Using the Black-Scholes Option Pricing Theory
The original Black-Scholes model required five input variables - strike price of an option, current price of the stock, time to expiration, risk-free rate, and volatility. Direct observation of volatility is impossible, so it must be estimated or implied. Also, implied volatility is not the same as historical or realized volatility. Currently, dividends are often used as a sixth input.
Additionally, the Black-Scholes model assumes stock prices follow a log-normal distribution because asset prices cannot be negative. Other assumptions made by the model are that there are no transaction costs or taxes, that the risk-free interest rate is constant for all maturities, that short selling of securities with use of proceeds is permitted, and that there are no arbitrage opportunities without risk.
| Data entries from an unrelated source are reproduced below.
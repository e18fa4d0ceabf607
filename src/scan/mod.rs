//! Synchronized batch scanning over paginated record sources.
//!
//! A [`StoreScanner`] partitions one record space into non-overlapping,
//! monotonically increasing batches for an arbitrary number of concurrent
//! workers. Reservation of the next batch is the sole synchronized step (one
//! atomic fetch-add on a shared batch pointer); reading the reserved window
//! happens per thread. No batch is issued twice and none is skipped for a
//! single logical scan, under any worker count.

pub mod composite;

pub use composite::{CompositeCursor, CompositeScan};

use crate::{
    error::Result,
    store::{RecordConsumer, ScanSource, SourceCursor},
};
use std::sync::atomic::{AtomicU64, Ordering};

/// Reserves and delivers scan batches; implemented by [`ScanCursor`] and
/// [`CompositeCursor`].
pub trait BatchCursor<R: ?Sized> {
    /// Reserves the next batch and delivers its records to `consumer`.
    /// Returns `Ok(false)` once the underlying record space is exhausted
    /// (a normal termination signal, not an error).
    fn bulk_next<C>(&mut self, consumer: &mut C) -> Result<bool>
    where
        C: RecordConsumer<R>;
}

/// Scans one record source in shared batches.
pub struct StoreScanner<S: ScanSource> {
    source: S,
    batch_size: u64,
    upper_bound: u64,
    next_batch: AtomicU64,
}

impl<S: ScanSource> StoreScanner<S> {
    pub fn new(source: S, batch_size: usize) -> Self {
        assert!(batch_size > 0, "batch size must be positive");
        let upper_bound = source.record_upper_bound();
        Self {
            source,
            batch_size: batch_size as u64,
            upper_bound,
            next_batch: AtomicU64::new(0),
        }
    }

    /// Number of record positions covered by one batch; batch buffers fed
    /// from this scanner are sized with it.
    pub fn bulk_size(&self) -> usize {
        self.batch_size as usize
    }

    /// A scan cursor for the calling thread. All cursors of one scanner
    /// share the same batch pointer.
    pub fn cursor(&self) -> Result<ScanCursor<'_, S>> {
        Ok(ScanCursor {
            inner: self.source.cursor()?,
            scanner: self,
        })
    }

    /// Atomically reserves the next batch window, or `None` when the
    /// record space is exhausted.
    fn reserve(&self) -> Option<(u64, u64)> {
        let batch = self.next_batch.fetch_add(1, Ordering::SeqCst);
        let start = batch.checked_mul(self.batch_size)?;
        if start >= self.upper_bound {
            return None;
        }
        Some((start, std::cmp::min(start + self.batch_size, self.upper_bound)))
    }
}

/// A per-thread cursor over a [`StoreScanner`].
pub struct ScanCursor<'a, S: ScanSource> {
    inner: S::Cursor,
    scanner: &'a StoreScanner<S>,
}

impl<'a, S: ScanSource> BatchCursor<S::Reference> for ScanCursor<'a, S> {
    fn bulk_next<C>(&mut self, consumer: &mut C) -> Result<bool>
    where
        C: RecordConsumer<S::Reference>,
    {
        match self.scanner.reserve() {
            Some((start, end)) => {
                self.inner.read_window(start, end, consumer)?;
                Ok(true)
            }
            None => Ok(false),
        }
    }
}

#[cfg(test)]
mod tests {
    use super::*;
    use crate::{
        store::NodeReference,
        types::{LabelId, NodeId, PropRef, NO_PROPERTIES},
    };
    use rayon::prelude::*;
    use std::sync::Arc;

    pub(crate) struct FakeRecord {
        pub id: NodeId,
        pub labels: Vec<LabelId>,
    }

    impl NodeReference for FakeRecord {
        fn entity_id(&self) -> NodeId {
            self.id
        }

        fn labels(&self) -> Result<&[LabelId]> {
            Ok(&self.labels)
        }

        fn properties_reference(&self) -> Result<PropRef> {
            Ok(NO_PROPERTIES)
        }
    }

    /// A record space where position `i` holds the id `ids[i]`.
    pub(crate) struct FakeSource {
        pub ids: Arc<Vec<NodeId>>,
    }

    pub(crate) struct FakeCursor {
        ids: Arc<Vec<NodeId>>,
        record: FakeRecord,
    }

    impl ScanSource for FakeSource {
        type Reference = FakeRecord;
        type Cursor = FakeCursor;

        fn record_upper_bound(&self) -> u64 {
            self.ids.len() as u64
        }

        fn cursor(&self) -> Result<Self::Cursor> {
            Ok(FakeCursor {
                ids: self.ids.clone(),
                record: FakeRecord {
                    id: 0,
                    labels: vec![],
                },
            })
        }
    }

    impl SourceCursor for FakeCursor {
        type Reference = FakeRecord;

        fn read_window<C>(&mut self, start: u64, end: u64, consumer: &mut C) -> Result<u64>
        where
            C: RecordConsumer<FakeRecord>,
        {
            let end = std::cmp::min(end, self.ids.len() as u64);
            let mut delivered = 0;
            for pos in start..end {
                self.record.id = self.ids[pos as usize];
                if !consumer.offer(&self.record)? {
                    break;
                }
                delivered += 1;
            }
            Ok(delivered)
        }
    }

    pub(crate) struct Collector {
        pub ids: Vec<NodeId>,
    }

    impl RecordConsumer<FakeRecord> for Collector {
        fn offer(&mut self, record: &FakeRecord) -> Result<bool> {
            self.ids.push(record.id);
            Ok(true)
        }
    }

    #[test]
    fn test_single_worker_sees_everything() {
        let ids: Vec<NodeId> = (0..107).collect();
        let scanner = StoreScanner::new(
            FakeSource {
                ids: Arc::new(ids.clone()),
            },
            10,
        );
        let mut cursor = scanner.cursor().unwrap();
        let mut collector = Collector { ids: vec![] };
        while cursor.bulk_next(&mut collector).unwrap() {}
        assert_eq!(collector.ids, ids);
    }

    #[test]
    fn test_concurrent_workers_partition_without_gaps_or_duplicates() {
        let ids: Vec<NodeId> = (0..9973).map(|i| i * 3 + 1).collect();
        let checksum: i64 = ids.iter().sum();
        let scanner = StoreScanner::new(
            FakeSource {
                ids: Arc::new(ids.clone()),
            },
            64,
        );
        let delivered: Vec<Vec<NodeId>> = (0..8)
            .into_par_iter()
            .map(|_| {
                let mut cursor = scanner.cursor().unwrap();
                let mut collector = Collector { ids: vec![] };
                while cursor.bulk_next(&mut collector).unwrap() {}
                collector.ids
            })
            .collect();
        let mut union: Vec<NodeId> = delivered.into_iter().flatten().collect();
        assert_eq!(union.iter().sum::<i64>(), checksum);
        union.sort_unstable();
        assert_eq!(union, ids);
    }

    #[test]
    fn test_exhausted_scanner_stays_exhausted() {
        let scanner = StoreScanner::new(
            FakeSource {
                ids: Arc::new(vec![1, 2]),
            },
            8,
        );
        let mut cursor = scanner.cursor().unwrap();
        let mut collector = Collector { ids: vec![] };
        assert!(cursor.bulk_next(&mut collector).unwrap());
        assert!(!cursor.bulk_next(&mut collector).unwrap());
        assert!(!cursor.bulk_next(&mut collector).unwrap());
        assert_eq!(collector.ids, [1, 2]);
    }
}
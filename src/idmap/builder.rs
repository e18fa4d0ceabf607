//! Concurrent construction of the id mapping.

use super::{BitSet, IdMap};
use crate::{
    buffer::NodesBatchBuffer,
    error::{Error, Result},
    types::{LabelId, MappedId, NodeId},
};
use dashmap::{mapref::entry::Entry, DashMap};
use rayon::prelude::*;
use std::collections::HashMap;
use std::sync::atomic::{AtomicU64, Ordering};

/// A bit vector with atomic set, used while batches arrive concurrently.
struct AtomicBitSet {
    words: Box<[AtomicU64]>,
}

impl AtomicBitSet {
    fn new(bits: usize) -> Self {
        Self {
            words: (0..(bits + 63) / 64).map(|_| AtomicU64::new(0)).collect(),
        }
    }

    fn set(&self, bit: usize) {
        self.words[bit >> 6].fetch_or(1 << (bit & 63), Ordering::Relaxed);
    }

    fn into_bitset(self, len: usize) -> BitSet {
        let words = self
            .words
            .into_vec()
            .into_iter()
            .take((len + 63) / 64)
            .map(AtomicU64::into_inner)
            .collect();
        BitSet::from_words(words, len)
    }
}

/// Assigns dense internal ids to externally observed nodes.
///
/// Batches from any number of scan workers may be added concurrently. The
/// first observation of an external id wins the next free internal id, so
/// the assignment is deterministic within one run but not reproducible
/// across runs with different worker counts. Within a run every external
/// id maps to exactly one internal id: the existence check and the counter
/// advance happen under the id's map shard lock, so two workers can never
/// both win for the same external id.
pub struct IdMapBuilder {
    map: DashMap<NodeId, MappedId>,
    next: AtomicU64,
    label_bits: DashMap<LabelId, AtomicBitSet>,
    capacity: usize,
}

impl IdMapBuilder {
    /// `capacity` bounds the internal id space: the total number of record
    /// positions the scan can deliver (distinct nodes can only be fewer).
    pub fn new(capacity: usize) -> Self {
        Self {
            map: DashMap::new(),
            next: AtomicU64::new(0),
            label_bits: DashMap::new(),
            capacity,
        }
    }

    /// Records one observation of `external` carrying `labels`, returning
    /// its internal id.
    pub fn add(&self, external: NodeId, labels: &[LabelId]) -> MappedId {
        let mapped = match self.map.entry(external) {
            Entry::Occupied(entry) => *entry.get(),
            Entry::Vacant(entry) => {
                let mapped = self.next.fetch_add(1, Ordering::SeqCst);
                entry.insert(mapped);
                mapped
            }
        };
        for &label in labels {
            self.label_bits
                .entry(label)
                .or_insert_with(|| AtomicBitSet::new(self.capacity))
                .set(mapped as usize);
        }
        mapped
    }

    /// Records every node of one scanned batch.
    pub fn import_batch(&self, buffer: &NodesBatchBuffer) {
        for (index, &external) in buffer.ids().iter().enumerate() {
            self.add(external, buffer.labels_of(index));
        }
    }

    /// Number of distinct external ids observed so far.
    pub fn node_count(&self) -> usize {
        self.map.len()
    }

    /// Compacts the intermediate structures into the immutable [`IdMap`].
    ///
    /// Verifies that the assignment is a bijection onto `[0, N)`; any
    /// violation would silently corrupt the adjacency structure and is
    /// reported as [`Error::IdMappingConflict`].
    pub fn finish(self) -> Result<IdMap> {
        let count = self.next.load(Ordering::SeqCst) as usize;
        let mut pairs: Vec<(MappedId, NodeId)> = Vec::with_capacity(count);
        let mut to_internal = HashMap::with_capacity(count);
        for (external, mapped) in self.map.into_iter() {
            pairs.push((mapped, external));
            to_internal.insert(external, mapped);
        }
        pairs.par_sort_unstable();
        if pairs.len() != count {
            let external = pairs.last().map_or(0, |&(_, external)| external);
            return Err(Error::IdMappingConflict { external });
        }
        for (expected, &(mapped, external)) in pairs.iter().enumerate() {
            if mapped != expected as u64 {
                return Err(Error::IdMappingConflict { external });
            }
        }
        let to_external: Box<[NodeId]> = pairs.iter().map(|&(_, external)| external).collect();
        let labels = self
            .label_bits
            .into_iter()
            .map(|(label, bits)| (label, bits.into_bitset(count)))
            .collect();
        Ok(IdMap::new(to_external, to_internal, labels))
    }
}
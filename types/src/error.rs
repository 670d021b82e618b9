use std::fmt;

use thiserror::Error;

/// One of the two point axes.
#[derive(Debug, Clone, Copy, PartialEq, Eq, Hash)]
pub enum Axis {
    X,
    Y,
}

impl fmt::Display for Axis {
    fn fmt(&self, f: &mut fmt::Formatter<'_>) -> fmt::Result {
        match self {
            Axis::X => f.write_str("x"),
            Axis::Y => f.write_str("y"),
        }
    }
}

#[derive(Debug, Clone, PartialEq, Eq, Error)]
pub enum PointError {
    /// Operands are kept as rendered text so the error stays independent of
    /// the coordinate type.
    #[error("{axis} coordinate overflowed adding {lhs} and {rhs}")]
    Overflow {
        axis: Axis,
        lhs: String,
        rhs: String,
    },
}

impl PointError {
    #[must_use]
    pub fn axis(&self) -> Axis {
        match self {
            PointError::Overflow { axis, .. } => *axis,
        }
    }
}
//! End-to-end tests for the `planar` binary.

use crate::common::{Sandbox, stderr, stdout};

#[test]
fn adds_integer_points() {
    let sandbox = Sandbox::new();
    let output = sandbox.run(&["add", "1,2", "3,4"]);
    assert!(output.status.success());
    assert_eq!(stdout(&output), "(4, 6)\n");
}

#[test]
fn accepts_parenthesized_points() {
    let sandbox = Sandbox::new();
    let output = sandbox.run(&["add", "(-1, 5)", "(1, -5)"]);
    assert!(output.status.success());
    assert_eq!(stdout(&output), "(0, 0)\n");
}

#[test]
fn env_selects_float_mode() {
    let sandbox = Sandbox::new();
    let output = sandbox
        .command()
        .env("PLANAR_NUMERIC", "float")
        .args(["add", "0.5,1", "0.25,1"])
        .output()
        .unwrap();
    assert!(output.status.success());
    assert_eq!(stdout(&output), "(0.75, 2)\n");
}

#[test]
fn config_file_selects_float_mode() {
    let sandbox = Sandbox::new();
    sandbox.write_config("[app]\nnumeric = \"float\"\n");
    let output = sandbox.run(&["add", "1.5,0", "1.5,0"]);
    assert!(output.status.success());
    assert_eq!(stdout(&output), "(3, 0)\n");
}

#[test]
fn env_overrides_config_file() {
    let sandbox = Sandbox::new();
    sandbox.write_config("[app]\nnumeric = \"float\"\n");
    let output = sandbox
        .command()
        .env("PLANAR_NUMERIC", "int")
        .args(["add", "1.5,0", "1,0"])
        .output()
        .unwrap();
    assert_eq!(output.status.code(), Some(1));
    assert!(stderr(&output).contains("invalid x coordinate"));
}

#[test]
fn integer_overflow_fails() {
    let sandbox = Sandbox::new();
    let max = i64::MAX.to_string();
    let lhs = format!("0,{max}");
    let output = sandbox.run(&["add", &lhs, "0,1"]);
    assert_eq!(output.status.code(), Some(1));
    assert!(stderr(&output).contains("y coordinate overflowed"));
    assert!(stdout(&output).is_empty());
}

#[test]
fn negative_points_are_not_mistaken_for_flags() {
    let sandbox = Sandbox::new();
    let output = sandbox.run(&["add", "-1,5", "1,-5"]);
    assert!(output.status.success());
    assert_eq!(stdout(&output), "(0, 0)\n");
}

#[test]
fn unknown_env_mode_falls_back_to_config() {
    let sandbox = Sandbox::new();
    sandbox.write_config("[app]\nnumeric = \"float\"\n");
    let output = sandbox
        .command()
        .env("PLANAR_NUMERIC", "bogus")
        .args(["add", "0.5,0", "0.5,0"])
        .output()
        .unwrap();
    assert!(output.status.success());
    assert_eq!(stdout(&output), "(1, 0)\n");
    assert!(stderr(&output).contains("Ignoring unknown PLANAR_NUMERIC value: bogus"));
}

#[cfg(unix)]
#[test]
fn non_utf8_env_mode_is_reported_and_ignored() {
    use std::ffi::OsString;
    use std::os::unix::ffi::OsStringExt;

    let sandbox = Sandbox::new();
    let output = sandbox
        .command()
        .env("PLANAR_NUMERIC", OsString::from_vec(vec![0x66, 0xff]))
        .args(["add", "1,2", "3,4"])
        .output()
        .unwrap();
    assert!(output.status.success());
    assert_eq!(stdout(&output), "(4, 6)\n");
    assert!(stderr(&output).contains("Ignoring non-UTF-8 PLANAR_NUMERIC value"));
}

#[test]
fn loaded_config_path_is_logged_once() {
    let sandbox = Sandbox::new();
    sandbox.write_config("[app]\nnumeric = \"int\"\n");
    let output = sandbox
        .command()
        .env("RUST_LOG", "debug")
        .args(["add", "1,2", "3,4"])
        .output()
        .unwrap();
    assert!(output.status.success());
    let logs = stderr(&output);
    assert_eq!(logs.matches("Loaded config").count(), 1);
    assert!(logs.contains("config.toml"));
}

#[test]
fn usage_errors_exit_with_two() {
    let sandbox = Sandbox::new();

    let output = sandbox.run(&[]);
    assert_eq!(output.status.code(), Some(2));
    assert!(stderr(&output).contains("Usage: planar"));

    let output = sandbox.run(&["add", "1,2"]);
    assert_eq!(output.status.code(), Some(2));
    assert!(stderr(&output).contains("<RHS>"));
}

#[test]
fn help_goes_to_stdout() {
    let sandbox = Sandbox::new();
    let output = sandbox.run(&["--help"]);
    assert!(output.status.success());
    let help = stdout(&output);
    assert!(help.contains("Usage: planar"));
    assert!(help.contains("PLANAR_NUMERIC"));
}

#[test]
fn subcommand_help_succeeds() {
    let sandbox = Sandbox::new();
    let output = sandbox.run(&["add", "--help"]);
    assert!(output.status.success());
    assert!(stdout(&output).contains("Usage: planar add <LHS> <RHS>"));
}

#[test]
fn version_prints_package_version() {
    let sandbox = Sandbox::new();
    let output = sandbox.run(&["--version"]);
    assert!(output.status.success());
    assert_eq!(
        stdout(&output),
        format!("planar {}\n", env!("CARGO_PKG_VERSION"))
    );
}
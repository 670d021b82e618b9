//! Numeric types usable as point components.

use std::fmt::{Debug, Display};
use std::ops::Add;

/// A scalar that can sit on either axis of a [`Point`](crate::Point).
///
/// Implemented for every primitive integer and float type. Integer addition
/// keeps Rust's native overflow behavior; use [`Coordinate::checked_sum`] to
/// observe overflow instead.
pub trait Coordinate: Copy + PartialEq + Debug + Display + Add<Output = Self> {
    /// Additive identity.
    const ZERO: Self;

    /// Add `rhs`, returning `None` if the sum does not fit in `Self`.
    ///
    /// Floats always succeed: IEEE-754 infinities are valid sums.
    fn checked_sum(self, rhs: Self) -> Option<Self>;
}

macro_rules! impl_integer_coordinate {
    ($($ty:ty),* $(,)?) => {
        $(
            impl Coordinate for $ty {
                const ZERO: Self = 0;

                fn checked_sum(self, rhs: Self) -> Option<Self> {
                    self.checked_add(rhs)
                }
            }
        )*
    };
}

macro_rules! impl_float_coordinate {
    ($($ty:ty),* $(,)?) => {
        $(
            impl Coordinate for $ty {
                const ZERO: Self = 0.0;

                fn checked_sum(self, rhs: Self) -> Option<Self> {
                    Some(self + rhs)
                }
            }
        )*
    };
}

impl_integer_coordinate!(i8, i16, i32, i64, i128, isize, u8, u16, u32, u64, u128, usize);
impl_float_coordinate!(f32, f64);
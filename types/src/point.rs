//! The two-dimensional point value.
//!
//! A `Point` is a plain `Copy` value. Nothing here mutates an existing point:
//! every operation hands back a fresh one and leaves its operands untouched.

use std::fmt;
use std::iter::Sum;
use std::ops::Add;

use crate::{Axis, Coordinate, PointError};

/// A position in two-dimensional space.
///
/// Generic over the coordinate type; `Point` alone means `Point<i32>`.
///
/// ```
/// use planar_types::Point;
///
/// let p = Point::new(1, 2).add(Point::new(3, 4));
/// assert_eq!(p, Point::new(4, 6));
/// ```
#[derive(Debug, Clone, Copy, PartialEq, Eq, Hash, Default)]
pub struct Point<T = i32> {
    pub x: T,
    pub y: T,
}

impl<T: Coordinate> Point<T> {
    #[must_use]
    pub const fn new(x: T, y: T) -> Self {
        Self { x, y }
    }

    /// The point `(0, 0)`, identity for [`Point::add`].
    #[must_use]
    pub const fn origin() -> Self {
        Self::new(T::ZERO, T::ZERO)
    }

    /// Component-wise vector addition.
    ///
    /// Uses the native `+` of `T`, so integer overflow panics in debug builds
    /// and wraps in release builds. See [`Point::try_add`] for the checked form.
    ///
    /// ```
    /// use planar_types::Point;
    ///
    /// let sum = Point::new(-1, 5).add(Point::new(1, -5));
    /// assert_eq!(sum, Point::origin());
    /// ```
    #[must_use]
    #[allow(clippy::should_implement_trait)] // `Add` is implemented too and delegates here
    pub fn add(self, other: Self) -> Self {
        Self::new(self.x + other.x, self.y + other.y)
    }

    /// Component-wise addition that reports overflow instead of panicking or
    /// wrapping. The x axis is checked first.
    ///
    /// ```
    /// use planar_types::{Axis, Point};
    ///
    /// let err = Point::new(i8::MAX, 0).try_add(Point::new(1, 0)).unwrap_err();
    /// assert_eq!(err.axis(), Axis::X);
    /// ```
    pub fn try_add(self, other: Self) -> Result<Self, PointError> {
        let x = self
            .x
            .checked_sum(other.x)
            .ok_or_else(|| overflow(Axis::X, self.x, other.x))?;
        let y = self
            .y
            .checked_sum(other.y)
            .ok_or_else(|| overflow(Axis::Y, self.y, other.y))?;
        Ok(Self::new(x, y))
    }
}

fn overflow<T: fmt::Display>(axis: Axis, lhs: T, rhs: T) -> PointError {
    PointError::Overflow {
        axis,
        lhs: lhs.to_string(),
        rhs: rhs.to_string(),
    }
}

impl<T: Coordinate> Add for Point<T> {
    type Output = Self;

    fn add(self, rhs: Self) -> Self {
        Point::add(self, rhs)
    }
}

impl<T: Coordinate> Add<&Point<T>> for &Point<T> {
    type Output = Point<T>;

    fn add(self, rhs: &Point<T>) -> Point<T> {
        Point::add(*self, *rhs)
    }
}

impl<T: Coordinate> Sum for Point<T> {
    fn sum<I: Iterator<Item = Self>>(iter: I) -> Self {
        iter.fold(Self::origin(), Point::add)
    }
}

impl<'a, T: Coordinate + 'a> Sum<&'a Point<T>> for Point<T> {
    fn sum<I: Iterator<Item = &'a Point<T>>>(iter: I) -> Self {
        iter.copied().sum()
    }
}

impl<T: Coordinate> From<(T, T)> for Point<T> {
    fn from((x, y): (T, T)) -> Self {
        Self::new(x, y)
    }
}

impl<T: Coordinate> From<Point<T>> for (T, T) {
    fn from(point: Point<T>) -> Self {
        (point.x, point.y)
    }
}

impl<T: fmt::Display> fmt::Display for Point<T> {
    fn fmt(&self, f: &mut fmt::Formatter<'_>) -> fmt::Result {
        write!(f, "({}, {})", self.x, self.y)
    }
}
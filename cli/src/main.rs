//! Planar CLI - adds two points from the command line.
//!
//! ```text
//! main() -> Cli::parse() -> NumericMode::resolve() -> add_points() -> stdout
//! ```
//!
//! Usage errors exit with clap's status 2, runtime failures (bad coordinates,
//! integer overflow) with status 1.

mod args;
mod config;

use anyhow::Result;
use clap::Parser;
use std::{
    io::{IsTerminal, stderr},
    process::ExitCode,
};
use tracing_subscriber::{EnvFilter, fmt, prelude::*};

use planar_types::Point;

use crate::args::{Cli, Command, parse_point};
use crate::config::{NumericMode, PlanarConfig};

fn init_tracing() {
    let env_filter = EnvFilter::try_from_default_env()
        .or_else(|_| EnvFilter::try_new("warn"))
        .unwrap_or_else(|_| EnvFilter::new("warn"));

    // stdout carries the result only; logs go to stderr.
    tracing_subscriber::registry()
        .with(
            fmt::layer()
                .with_ansi(stderr().is_terminal())
                .with_writer(stderr),
        )
        .with(env_filter)
        .init();
}

fn main() -> ExitCode {
    init_tracing();

    let cli = Cli::parse();

    match cli.command {
        Command::Add { lhs, rhs } => {
            let config = PlanarConfig::load();
            let mode = NumericMode::resolve(config.as_ref());
            match add_points(mode, &lhs, &rhs) {
                Ok(sum) => println!("{sum}"),
                Err(err) => {
                    eprintln!("Error: {err:#}");
                    return ExitCode::FAILURE;
                }
            }
        }
    }

    ExitCode::SUCCESS
}

fn add_points(mode: NumericMode, lhs: &str, rhs: &str) -> Result<String> {
    tracing::debug!(?mode, lhs, rhs, "Adding points");
    match mode {
        NumericMode::Int => {
            let lhs: Point<i64> = parse_point(lhs)?;
            let rhs: Point<i64> = parse_point(rhs)?;
            Ok(lhs.try_add(rhs)?.to_string())
        }
        NumericMode::Float => {
            let lhs: Point<f64> = parse_point(lhs)?;
            let rhs: Point<f64> = parse_point(rhs)?;
            Ok(lhs.add(rhs).to_string())
        }
    }
}
//! Short-lived cache for idempotent reads.

use std::collections::{BTreeMap, HashMap};
use std::sync::Arc;
use std::time::Duration;

use chrono::{DateTime, Utc};
use parking_lot::Mutex;
use reqwest::header::HeaderMap;
use reqwest::Method;
use serde_json::Value;
use tracing::trace;

use crate::clock::SharedClock;

/// Entry stored in the cache.
#[derive(Debug, Clone)]
pub struct CacheEntry {
    /// When this entry was written.
    pub cached_at: DateTime<Utc>,
    /// Parsed response body.
    pub data: Value,
}

/// Keyed, TTL-bound store of successful GET responses.
///
/// Stale entries are dropped lazily when looked up; there is no sweeper,
/// so memory is bounded by the number of distinct keys rather than by time.
#[derive(Clone)]
pub struct ResponseCache {
    entries: Arc<Mutex<HashMap<String, CacheEntry>>>,
    clock: SharedClock,
    ttl: Duration,
}

impl std::fmt::Debug for ResponseCache {
    fn fmt(&self, f: &mut std::fmt::Formatter<'_>) -> std::fmt::Result {
        f.debug_struct("ResponseCache")
            .field("ttl", &self.ttl)
            .field("len", &self.len())
            .finish()
    }
}

impl ResponseCache {
    /// Create an empty cache.
    pub fn new(clock: SharedClock, ttl: Duration) -> Self {
        Self {
            entries: Arc::new(Mutex::new(HashMap::new())),
            clock,
            ttl,
        }
    }

    /// Whether responses to `method` may be cached at all.
    pub fn is_cacheable(method: &Method) -> bool {
        *method == Method::GET || *method == Method::HEAD
    }

    /// Deterministic key for a request.
    ///
    /// Headers are sorted by name so insertion order does not matter.
    pub fn key(method: &Method, endpoint: &str, body: Option<&Value>, headers: &HeaderMap) -> String {
        let sorted: BTreeMap<&str, Vec<&str>> =
            headers.keys().fold(BTreeMap::new(), |mut acc, name| {
                let values = headers
                    .get_all(name)
                    .iter()
                    .map(|v| v.to_str().unwrap_or("<binary>"))
                    .collect();
                acc.insert(name.as_str(), values);
                acc
            });
        let body = body.map(Value::to_string).unwrap_or_default();
        let headers = serde_json::to_string(&sorted).unwrap_or_default();
        format!("{method} {endpoint}|{body}|{headers}")
    }

    /// Look up a fresh entry. A stale one is removed and reported as a miss.
    pub fn get(&self, key: &str) -> Option<Value> {
        let now = self.clock.now();
        let mut entries = self.entries.lock();
        let entry = entries.get(key)?;

        let age = (now - entry.cached_at).to_std().unwrap_or_default();
        if age >= self.ttl {
            trace!(key, "Cache entry stale");
            entries.remove(key);
            return None;
        }
        Some(entry.data.clone())
    }

    /// Store a response.
    pub fn set(&self, key: impl Into<String>, data: Value) {
        let entry = CacheEntry {
            cached_at: self.clock.now(),
            data,
        };
        self.entries.lock().insert(key.into(), entry);
    }

    /// Drop every entry.
    pub fn clear(&self) {
        self.entries.lock().clear();
    }

    /// Number of stored entries, stale ones included.
    pub fn len(&self) -> usize {
        self.entries.lock().len()
    }

    /// Whether the cache holds no entries.
    pub fn is_empty(&self) -> bool {
        self.entries.lock().is_empty()
    }

    /// Configured time-to-live.
    pub fn ttl(&self) -> Duration {
        self.ttl
    }
}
Clearly, some of these assumptions do not hold true all of the time. For example, the model also assumes volatility remains constant over the option's lifespan. This is unrealistic, and normally not the case, because volatility fluctuates with the level of supply and demand.
Also, Black-Scholes assumes that the options are European Style, executable only at maturity. The model does not take into account the execution of American Style options, which can be exercised at any time before, and including the day of, expiration. However, for practical purposes, this is one of the most highly regarded pricing models. On the other hand, the binomial model can handle both styles of options because it can check for the option's value at every point in time during its life.